● **WHAT THE TASK ASKS**: Whether an entry is long or short, retype it exactly.

[Stored records]
*** Begin section ***

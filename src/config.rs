//! Configuration management for tasklist
//!
//! This module handles loading, parsing, and validation of configuration files.

use crate::constants::{
    APP_DIR_NAME, CONFIG_FILE_NAME, CONFIG_GENERATED, DATE_FORMAT, DEFAULT_MAX_CONNECTIONS, LOCAL_CONFIG_FILE_NAME,
    MAX_CONNECTIONS_LIMIT, TITLE_MAX_LENGTH,
};
use anyhow::{Context, Result};
use serde::{Deserialize, Serialize};
use std::path::{Path, PathBuf};

/// Main configuration structure
#[derive(Debug, Clone, Serialize, Deserialize, Default)]
#[serde(default)]
pub struct Config {
    pub database: DatabaseConfig,
    pub tasks: TasksConfig,
    pub logging: LoggingConfig,
}

/// Database configuration
#[derive(Debug, Clone, Serialize, Deserialize)]
#[serde(default)]
pub struct DatabaseConfig {
    /// SQLite file path (defaults to the user data directory)
    #[serde(skip_serializing_if = "Option::is_none")]
    pub path: Option<PathBuf>,
    /// Keep everything in memory; nothing survives the process
    pub in_memory: bool,
    /// Connection pool size for file-backed databases
    pub max_connections: u32,
}

/// Task validation settings
#[derive(Debug, Clone, Serialize, Deserialize)]
#[serde(default)]
pub struct TasksConfig {
    /// Longest accepted title, in characters
    pub max_title_length: usize,
}

/// Logging configuration
#[derive(Debug, Clone, Serialize, Deserialize)]
#[serde(default)]
pub struct LoggingConfig {
    /// Enable logging
    pub enabled: bool,
    /// Minimum level: "error", "warn", "info", "debug" or "trace"
    pub level: String,
    /// Log file path (defaults to the user data directory)
    #[serde(skip_serializing_if = "Option::is_none")]
    pub file: Option<PathBuf>,
}

impl Default for DatabaseConfig {
    fn default() -> Self {
        Self {
            path: None,
            in_memory: false,
            max_connections: DEFAULT_MAX_CONNECTIONS,
        }
    }
}

impl Default for TasksConfig {
    fn default() -> Self {
        Self {
            max_title_length: TITLE_MAX_LENGTH,
        }
    }
}

impl Default for LoggingConfig {
    fn default() -> Self {
        Self {
            enabled: false,
            level: "info".to_string(),
            file: None,
        }
    }
}

impl LoggingConfig {
    /// Parse the configured level name
    pub fn level_filter(&self) -> Result<log::LevelFilter> {
        self.level
            .parse::<log::LevelFilter>()
            .map_err(|_| anyhow::anyhow!("Invalid logging level '{}'", self.level))
    }
}

impl Config {
    /// Load configuration from file or return defaults
    pub fn load() -> Result<Self> {
        let config_path = Self::find_config_file()?;

        if let Some(path) = config_path {
            Self::load_from_file(&path)
        } else {
            Ok(Self::default())
        }
    }

    /// Load configuration from a specific file
    pub fn load_from_file<P: AsRef<Path>>(path: P) -> Result<Self> {
        let content = std::fs::read_to_string(&path)
            .with_context(|| format!("Failed to read config file: {}", path.as_ref().display()))?;

        let config: Config = toml::from_str(&content)
            .with_context(|| format!("Failed to parse config file: {}", path.as_ref().display()))?;

        config.validate()?;
        Ok(config)
    }

    /// Find configuration file in order of precedence
    fn find_config_file() -> Result<Option<PathBuf>> {
        Ok(Self::find_config_file_in(Path::new("."), Self::get_default_config_path().ok()))
    }

    /// Resolve the config file: `tasklist.toml` in `current_dir` wins over the
    /// file at `default_path`
    pub fn find_config_file_in(current_dir: &Path, default_path: Option<PathBuf>) -> Option<PathBuf> {
        // 1. Check current directory
        let current_dir_config = current_dir.join(LOCAL_CONFIG_FILE_NAME);
        if current_dir_config.exists() {
            return Some(current_dir_config);
        }

        // 2. Check XDG config directory
        default_path.filter(|path| path.exists())
    }

    /// Validate configuration values
    pub fn validate(&self) -> Result<()> {
        if self.database.max_connections == 0 || self.database.max_connections > MAX_CONNECTIONS_LIMIT {
            anyhow::bail!(
                "max_connections must be between 1 and {}, got {}",
                MAX_CONNECTIONS_LIMIT,
                self.database.max_connections
            );
        }

        if let Some(path) = &self.database.path {
            if path.as_os_str().is_empty() {
                anyhow::bail!("database path cannot be empty");
            }
        }

        // Titles are stored in a VARCHAR(1024) column
        if self.tasks.max_title_length == 0 || self.tasks.max_title_length > TITLE_MAX_LENGTH {
            anyhow::bail!(
                "max_title_length must be between 1 and {}, got {}",
                TITLE_MAX_LENGTH,
                self.tasks.max_title_length
            );
        }

        self.logging.level_filter()?;

        Ok(())
    }

    /// Generate default configuration file
    pub fn generate_default_config<P: AsRef<Path>>(path: P) -> Result<()> {
        let config = Self::default();
        let toml_content = toml::to_string_pretty(&config).context("Failed to serialize default config")?;

        // Add header comment
        let header = format!(
            "# Tasklist Configuration File\n# Generated on {}\n\n",
            chrono::Local::now().format(DATE_FORMAT)
        );

        let full_content = header + &toml_content;

        // Ensure the parent directory exists
        if let Some(parent) = path.as_ref().parent() {
            std::fs::create_dir_all(parent)
                .with_context(|| format!("Failed to create config directory: {}", parent.display()))?;
        }

        std::fs::write(&path, full_content)
            .with_context(|| format!("Failed to write config file: {}", path.as_ref().display()))?;

        log::info!("{}: {}", CONFIG_GENERATED, path.as_ref().display());
        Ok(())
    }

    /// Get the XDG config directory path
    pub fn get_xdg_config_dir() -> Result<PathBuf> {
        dirs::config_dir()
            .ok_or_else(|| anyhow::anyhow!("Could not determine config directory"))
            .map(|dir| dir.join(APP_DIR_NAME))
    }

    /// Get the default config file path
    pub fn get_default_config_path() -> Result<PathBuf> {
        Ok(Self::get_xdg_config_dir()?.join(CONFIG_FILE_NAME))
    }
}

*** End section ***

● **RESULT OF THE TASK**:
filename src/config.rs
//! Configuration management for tasklist
//!
//! This module handles loading, parsing, and validation of configuration files.

use crate::constants::{
    APP_DIR_NAME, CONFIG_FILE_NAME, CONFIG_GENERATED, DATE_FORMAT, DEFAULT_MAX_CONNECTIONS, LOCAL_CONFIG_FILE_NAME,
    MAX_CONNECTIONS_LIMIT, TITLE_MAX_LENGTH,
};
use anyhow::{Context, Result};
use serde::{Deserialize, Serialize};
use std::path::{Path, PathBuf};

/// Main configuration structure
#[derive(Debug, Clone, Serialize, Deserialize, Default)]
#[serde(default)]
pub struct Config {
    pub database: DatabaseConfig,
    pub tasks: TasksConfig,
    pub logging: LoggingConfig,
}

/// Database configuration
#[derive(Debug, Clone, Serialize, Deserialize)]
#[serde(default)]
pub struct DatabaseConfig {
    /// SQLite file path (defaults to the user data directory)
    #[serde(skip_serializing_if = "Option::is_none")]
    pub path: Option<PathBuf>,
    /// Keep everything in memory; nothing survives the process
    pub in_memory: bool,
    /// Connection pool size for file-backed databases
    pub max_connections: u32,
}

/// Task validation settings
#[derive(Debug, Clone, Serialize, Deserialize)]
#[serde(default)]
pub struct TasksConfig {
    /// Longest accepted title, in characters
    pub max_title_length: usize,
}

/// Logging configuration
#[derive(Debug, Clone, Serialize, Deserialize)]
#[serde(default)]
pub struct LoggingConfig {
    /// Enable logging
    pub enabled: bool,
    /// Minimum level: "error", "warn", "info", "debug" or "trace"
    pub level: String,
    /// Log file path (defaults to the user data directory)
    #[serde(skip_serializing_if = "Option::is_none")]
    pub file: Option<PathBuf>,
}

impl Default for DatabaseConfig {
    fn default() -> Self {
        Self {
            path: None,
            in_memory: false,
            max_connections: DEFAULT_MAX_CONNECTIONS,
        }
    }
}

impl Default for TasksConfig {
    fn default() -> Self {
        Self {
            max_title_length: TITLE_MAX_LENGTH,
        }
    }
}

impl Default for LoggingConfig {
    fn default() -> Self {
        Self {
            enabled: false,
            level: "info".to_string(),
            file: None,
        }
    }
}

impl LoggingConfig {
    /// Parse the configured level name
    pub fn level_filter(&self) -> Result<log::LevelFilter> {
        self.level
            .parse::<log::LevelFilter>()
            .map_err(|_| anyhow::anyhow!("Invalid logging level '{}'", self.level))
    }
}

impl Config {
    /// Load configuration from file or return defaults
    pub fn load() -> Result<Self> {
        let config_path = Self::find_config_file()?;

        if let Some(path) = config_path {
            Self::load_from_file(&path)
        } else {
            Ok(Self::default())
        }
    }

    /// Load configuration from a specific file
    pub fn load_from_file<P: AsRef<Path>>(path: P) -> Result<Self> {
        let content = std::fs::read_to_string(&path)
            .with_context(|| format!("Failed to read config file: {}", path.as_ref().display()))?;

        let config: Config = toml::from_str(&content)
            .with_context(|| format!("Failed to parse config file: {}", path.as_ref().display()))?;

        config.validate()?;
        Ok(config)
    }

    /// Find configuration file in order of precedence
    fn find_config_file() -> Result<Option<PathBuf>> {
        Ok(Self::find_config_file_in(Path::new("."), Self::get_default_config_path().ok()))
    }

    /// Resolve the config file: `tasklist.toml` in `current_dir` wins over the
    /// file at `default_path`
    pub fn find_config_file_in(current_dir: &Path, default_path: Option<PathBuf>) -> Option<PathBuf> {
        // 1. Check current directory
        let current_dir_config = current_dir.join(LOCAL_CONFIG_FILE_NAME);
        if current_dir_config.exists() {
            return Some(current_dir_config);
        }

        // 2. Check XDG config directory
        default_path.filter(|path| path.exists())
    }

    /// Validate configuration values
    pub fn validate(&self) -> Result<()> {
        if self.database.max_connections == 0 || self.database.max_connections > MAX_CONNECTIONS_LIMIT {
            anyhow::bail!(
                "max_connections must be between 1 and {}, got {}",
                MAX_CONNECTIONS_LIMIT,
                self.database.max_connections
            );
        }

        if let Some(path) = &self.database.path {
            if path.as_os_str().is_empty() {
                anyhow::bail!("database path cannot be empty");
            }
        }

        // Titles are stored in a VARCHAR(1024) column
        if self.tasks.max_title_length == 0 || self.tasks.max_title_length > TITLE_MAX_LENGTH {
            anyhow::bail!(
                "max_title_length must be between 1 and {}, got {}",
                TITLE_MAX_LENGTH,
                self.tasks.max_title_length
            );
        }

        self.logging.level_filter()?;

        Ok(())
    }

    /// Generate default configuration file
    pub fn generate_default_config<P: AsRef<Path>>(path: P) -> Result<()> {
        let config = Self::default();
        let toml_content = toml::to_string_pretty(&config).context("Failed to serialize default config")?;

        // Add header comment
        let header = format!(
            "# Tasklist Configuration File\n# Generated on {}\n\n",
            chrono::Local::now().format(DATE_FORMAT)
        );

        let full_content = header + &toml_content;

        // Ensure the parent directory exists
        if let Some(parent) = path.as_ref().parent() {
            std::fs::create_dir_all(parent)
                .with_context(|| format!("Failed to create config directory: {}", parent.display()))?;
        }

        std::fs::write(&path, full_content)
            .with_context(|| format!("Failed to write config file: {}", path.as_ref().display()))?;

        log::info!("{}: {}", CONFIG_GENERATED, path.as_ref().display());
        Ok(())
    }

    /// Get the XDG config directory path
    pub fn get_xdg_config_dir() -> Result<PathBuf> {
        dirs::config_dir()
            .ok_or_else(|| anyhow::anyhow!("Could not determine config directory"))
            .map(|dir| dir.join(APP_DIR_NAME))
    }

    /// Get the default config file path
    pub fn get_default_config_path() -> Result<PathBuf> {
        Ok(Self::get_xdg_config_dir()?.join(CONFIG_FILE_NAME))
    }
}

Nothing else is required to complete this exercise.